Both radio-energy harvesters and radio-signal receivers collect energy when passing radio waves interact with antennas. Electromagnetic forces tug back and forth on electrons in the conductive material, inducing an electric current that alternates in direction as the waves alternate in phase. Antennas that collect signals for radio receivers transmit the fluctuating signals to circuits that amplify and convert them to audio or video frequencies. Antennas that pickup radio energy send the fluctuating current to an electronic device called a rectifier that transmits current in only one direction, converting the incoming alternating current into direct current that can power electronic devices or charge batteries.

Rectifiers usually are semiconductors whereas antennas usually are metallic and highly conductive.
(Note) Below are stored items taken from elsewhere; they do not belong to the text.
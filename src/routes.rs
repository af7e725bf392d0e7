use serde::{Deserialize, Serialize};

use crate::session::{InterviewConfig, Question};

/// The five screens of the app, in flow order.
#[derive(Serialize, Deserialize, Clone, Copy, Debug, PartialEq, Eq)]
#[serde(rename_all = "lowercase")]
pub enum AppView {
    Home,
    Upload,
    Setup,
    Interview,
    Feedback,
}

impl AppView {
    pub fn path(&self) -> &'static str {
        match self {
            AppView::Home => "/",
            AppView::Upload => "/upload",
            AppView::Setup => "/setup",
            AppView::Interview => "/interview",
            AppView::Feedback => "/feedback",
        }
    }

    pub fn from_path(path: &str) -> Option<Self> {
        match path {
            "/" => Some(AppView::Home),
            "/upload" => Some(AppView::Upload),
            "/setup" => Some(AppView::Setup),
            "/interview" => Some(AppView::Interview),
            "/feedback" => Some(AppView::Feedback),
            _ => None,
        }
    }
}

/// State carried between screens, accumulated along the upload, setup,
/// interview, feedback flow.
#[derive(Serialize, Deserialize, Clone, Debug, Default)]
pub struct NavigationState {
    #[serde(default)]
    pub resume_id: Option<String>,
    #[serde(default)]
    pub interview_id: Option<String>,
    #[serde(default)]
    pub config: Option<InterviewConfig>,
    #[serde(default)]
    pub questions: Option<Vec<Question>>,
}

#[derive(Serialize, Clone, Copy, Debug, PartialEq, Eq)]
#[serde(rename_all = "lowercase", tag = "action", content = "target")]
pub enum Resolution {
    Proceed,
    Redirect(AppView),
}

/// Guard each screen against missing prerequisites: deep-linking into the
/// middle of the flow bounces back to the screen that produces the missing
/// state.
pub fn resolve(view: AppView, state: &NavigationState) -> Resolution {
    match view {
        AppView::Home | AppView::Upload => Resolution::Proceed,
        AppView::Setup => {
            if state.resume_id.is_some() {
                Resolution::Proceed
            } else {
                Resolution::Redirect(AppView::Upload)
            }
        }
        AppView::Interview => {
            if state.interview_id.is_some() && state.config.is_some() {
                Resolution::Proceed
            } else {
                Resolution::Redirect(AppView::Setup)
            }
        }
        AppView::Feedback => {
            if state.interview_id.is_some() {
                Resolution::Proceed
            } else {
                Resolution::Redirect(AppView::Home)
            }
        }
    }
}

#[tauri::command]
pub fn resolve_navigation(path: String, state: NavigationState) -> Result<Resolution, String> {
    let view = AppView::from_path(&path).ok_or_else(|| format!("unknown route: {}", path))?;
    Ok(resolve(view, &state))
}

#[cfg(test)]
mod tests {
    use super::*;

    fn state_with(resume: bool, interview: bool, config: bool) -> NavigationState {
        NavigationState {
            resume_id: resume.then(|| "r1".to_string()),
            interview_id: interview.then(|| "int-1".to_string()),
            config: config.then(InterviewConfig::default),
            questions: None,
        }
    }

    #[test]
    fn paths_round_trip() {
        for view in [
            AppView::Home,
            AppView::Upload,
            AppView::Setup,
            AppView::Interview,
            AppView::Feedback,
        ] {
            assert_eq!(AppView::from_path(view.path()), Some(view));
        }
        assert_eq!(AppView::from_path("/nope"), None);
    }

    #[test]
    fn home_and_upload_are_always_reachable() {
        let empty = NavigationState::default();
        assert_eq!(resolve(AppView::Home, &empty), Resolution::Proceed);
        assert_eq!(resolve(AppView::Upload, &empty), Resolution::Proceed);
    }

    #[test]
    fn setup_requires_a_resume() {
        assert_eq!(
            resolve(AppView::Setup, &state_with(false, false, false)),
            Resolution::Redirect(AppView::Upload)
        );
        assert_eq!(
            resolve(AppView::Setup, &state_with(true, false, false)),
            Resolution::Proceed
        );
    }

    #[test]
    fn interview_requires_id_and_config() {
        assert_eq!(
            resolve(AppView::Interview, &state_with(true, true, false)),
            Resolution::Redirect(AppView::Setup)
        );
        assert_eq!(
            resolve(AppView::Interview, &state_with(true, false, true)),
            Resolution::Redirect(AppView::Setup)
        );
        assert_eq!(
            resolve(AppView::Interview, &state_with(true, true, true)),
            Resolution::Proceed
        );
    }

    #[test]
    fn feedback_requires_an_interview_id() {
        assert_eq!(
            resolve(AppView::Feedback, &state_with(false, false, false)),
            Resolution::Redirect(AppView::Home)
        );
        assert_eq!(
            resolve(AppView::Feedback, &state_with(false, true, false)),
            Resolution::Proceed
        );
    }
}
Molybdenum disulfide is “a really good semiconductor,” Palacios says. It can be modified to make it highly conductive, so it can serve as both antenna and rectifier—a device called a rectenna, which was invented in the 1960s and now is used in radio-frequency identification (RFID) and proximity cards.

Today most rectennas are small, rigid chips of inflexible semiconductors like silicon, which have good frequency response but are limited by their inflexibility. The MIT group is the first to have made large, flexible rectennas that can harvest energy from widely used unlicensed radio frequencies up to 10 gigahertz without needing a voltage from a battery to trigger the process. Flexibility and thinness are important for use in wearable devices and in “smart skins” that can be applied to infrastructure, aircraft or other objects for continual monitoring or as part of a distributed network of intelligent sensors. Layers only three atoms thick can be grown by a process widely used in semiconductor manufacturing—chemical vapor deposition—at low cost over a large area and still operate at very high frequencies.

The technology is still in the laboratory. Production needs to be scaled up, and the films need to be integrated with the devices they will power. Another challenge will be designing devices to run on only tens of microwatts of power. But Palacios expects to see the first commercial applications in five to seven years. “The main thing you need is to scale things up, in terms of a manufacturing approach that will allow us to fabricate sensors over a very large area at low cost,” he notes. Among the additional applications he expects is lighting small displays by providing 30 to 50 microwatt power and linking implantable medical devices with external monitoring equipment. For a few applications, at least, energy can truly be plucked from thin air.